- [Instructions for the task]: Type every record exactly as it appears.

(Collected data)
◆ ◆ ◆

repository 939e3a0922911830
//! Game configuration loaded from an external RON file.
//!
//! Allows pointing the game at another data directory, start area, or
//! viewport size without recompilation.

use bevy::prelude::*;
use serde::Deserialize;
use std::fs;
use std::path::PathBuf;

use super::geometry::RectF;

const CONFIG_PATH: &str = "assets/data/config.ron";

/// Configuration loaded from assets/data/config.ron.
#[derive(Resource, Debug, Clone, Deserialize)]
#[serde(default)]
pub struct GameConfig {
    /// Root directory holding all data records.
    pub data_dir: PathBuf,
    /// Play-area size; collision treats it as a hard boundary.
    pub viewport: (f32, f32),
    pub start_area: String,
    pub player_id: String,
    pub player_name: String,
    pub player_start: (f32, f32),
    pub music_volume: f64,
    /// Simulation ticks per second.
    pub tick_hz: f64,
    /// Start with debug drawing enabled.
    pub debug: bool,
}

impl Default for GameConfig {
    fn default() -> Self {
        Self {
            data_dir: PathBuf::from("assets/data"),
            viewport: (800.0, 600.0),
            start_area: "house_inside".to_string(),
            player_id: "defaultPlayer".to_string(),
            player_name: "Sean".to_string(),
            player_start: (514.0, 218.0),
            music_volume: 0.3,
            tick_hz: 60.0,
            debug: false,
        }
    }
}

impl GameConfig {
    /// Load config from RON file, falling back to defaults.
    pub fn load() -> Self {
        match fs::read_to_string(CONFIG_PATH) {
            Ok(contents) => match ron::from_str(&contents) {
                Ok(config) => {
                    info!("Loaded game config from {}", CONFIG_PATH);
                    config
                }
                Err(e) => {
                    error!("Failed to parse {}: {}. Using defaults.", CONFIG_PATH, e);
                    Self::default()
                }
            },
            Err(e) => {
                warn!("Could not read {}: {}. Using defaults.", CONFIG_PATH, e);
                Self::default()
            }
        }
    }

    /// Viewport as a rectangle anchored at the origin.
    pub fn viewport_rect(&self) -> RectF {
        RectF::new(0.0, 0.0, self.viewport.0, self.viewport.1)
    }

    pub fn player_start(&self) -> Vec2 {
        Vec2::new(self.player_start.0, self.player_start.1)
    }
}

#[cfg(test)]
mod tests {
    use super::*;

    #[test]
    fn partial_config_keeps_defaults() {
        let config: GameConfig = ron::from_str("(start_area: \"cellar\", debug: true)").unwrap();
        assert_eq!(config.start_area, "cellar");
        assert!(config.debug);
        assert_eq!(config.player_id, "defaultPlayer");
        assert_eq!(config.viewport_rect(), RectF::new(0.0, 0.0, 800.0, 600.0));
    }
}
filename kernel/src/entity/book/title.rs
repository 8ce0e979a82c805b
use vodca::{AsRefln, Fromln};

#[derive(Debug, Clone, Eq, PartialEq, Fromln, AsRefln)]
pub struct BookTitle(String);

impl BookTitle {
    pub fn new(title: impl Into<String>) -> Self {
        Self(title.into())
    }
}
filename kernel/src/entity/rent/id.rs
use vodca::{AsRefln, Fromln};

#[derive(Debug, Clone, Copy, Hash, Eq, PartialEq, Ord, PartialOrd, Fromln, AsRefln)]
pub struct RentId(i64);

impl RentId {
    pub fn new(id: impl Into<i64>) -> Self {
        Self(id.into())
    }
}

◆ ◆ ◆

- [Solution to this problem]:
repository 939e3a0922911830
//! Game configuration loaded from an external RON file.
//!
//! Allows pointing the game at another data directory, start area, or
//! viewport size without recompilation.

use bevy::prelude::*;
use serde::Deserialize;
use std::fs;
use std::path::PathBuf;

use super::geometry::RectF;

const CONFIG_PATH: &str = "assets/data/config.ron";

/// Configuration loaded from assets/data/config.ron.
#[derive(Resource, Debug, Clone, Deserialize)]
#[serde(default)]
pub struct GameConfig {
    /// Root directory holding all data records.
    pub data_dir: PathBuf,
    /// Play-area size; collision treats it as a hard boundary.
    pub viewport: (f32, f32),
    pub start_area: String,
    pub player_id: String,
    pub player_name: String,
    pub player_start: (f32, f32),
    pub music_volume: f64,
    /// Simulation ticks per second.
    pub tick_hz: f64,
    /// Start with debug drawing enabled.
    pub debug: bool,
}

impl Default for GameConfig {
    fn default() -> Self {
        Self {
            data_dir: PathBuf::from("assets/data"),
            viewport: (800.0, 600.0),
            start_area: "house_inside".to_string(),
            player_id: "defaultPlayer".to_string(),
            player_name: "Sean".to_string(),
            player_start: (514.0, 218.0),
            music_volume: 0.3,
            tick_hz: 60.0,
            debug: false,
        }
    }
}

impl GameConfig {
    /// Load config from RON file, falling back to defaults.
    pub fn load() -> Self {
        match fs::read_to_string(CONFIG_PATH) {
            Ok(contents) => match ron::from_str(&contents) {
                Ok(config) => {
                    info!("Loaded game config from {}", CONFIG_PATH);
                    config
                }
                Err(e) => {
                    error!("Failed to parse {}: {}. Using defaults.", CONFIG_PATH, e);
                    Self::default()
                }
            },
            Err(e) => {
                warn!("Could not read {}: {}. Using defaults.", CONFIG_PATH, e);
                Self::default()
            }
        }
    }

    /// Viewport as a rectangle anchored at the origin.
    pub fn viewport_rect(&self) -> RectF {
        RectF::new(0.0, 0.0, self.viewport.0, self.viewport.1)
    }

    pub fn player_start(&self) -> Vec2 {
        Vec2::new(self.player_start.0, self.player_start.1)
    }
}

#[cfg(test)]
mod tests {
    use super::*;

    #[test]
    fn partial_config_keeps_defaults() {
        let config: GameConfig = ron::from_str("(start_area: \"cellar\", debug: true)").unwrap();
        assert_eq!(config.start_area, "cellar");
        assert!(config.debug);
        assert_eq!(config.player_id, "defaultPlayer");
        assert_eq!(config.viewport_rect(), RectF::new(0.0, 0.0, 800.0, 600.0));
    }
}
filename kernel/src/entity/book/title.rs
repository 8ce0e979a82c805b
use vodca::{AsRefln, Fromln};

#[derive(Debug, Clone, Eq, PartialEq, Fromln, AsRefln)]
pub struct BookTitle(String);

impl BookTitle {
    pub fn new(title: impl Into<String>) -> Self {
        Self(title.into())
    }
}
filename kernel/src/entity/rent/id.rs
use vodca::{AsRefln, Fromln};

#[derive(Debug, Clone, Copy, Hash, Eq, PartialEq, Ord, PartialOrd, Fromln, AsRefln)]
pub struct RentId(i64);

impl RentId {
    pub fn new(id: impl Into<i64>) -> Self {
        Self(id.into())
    }
}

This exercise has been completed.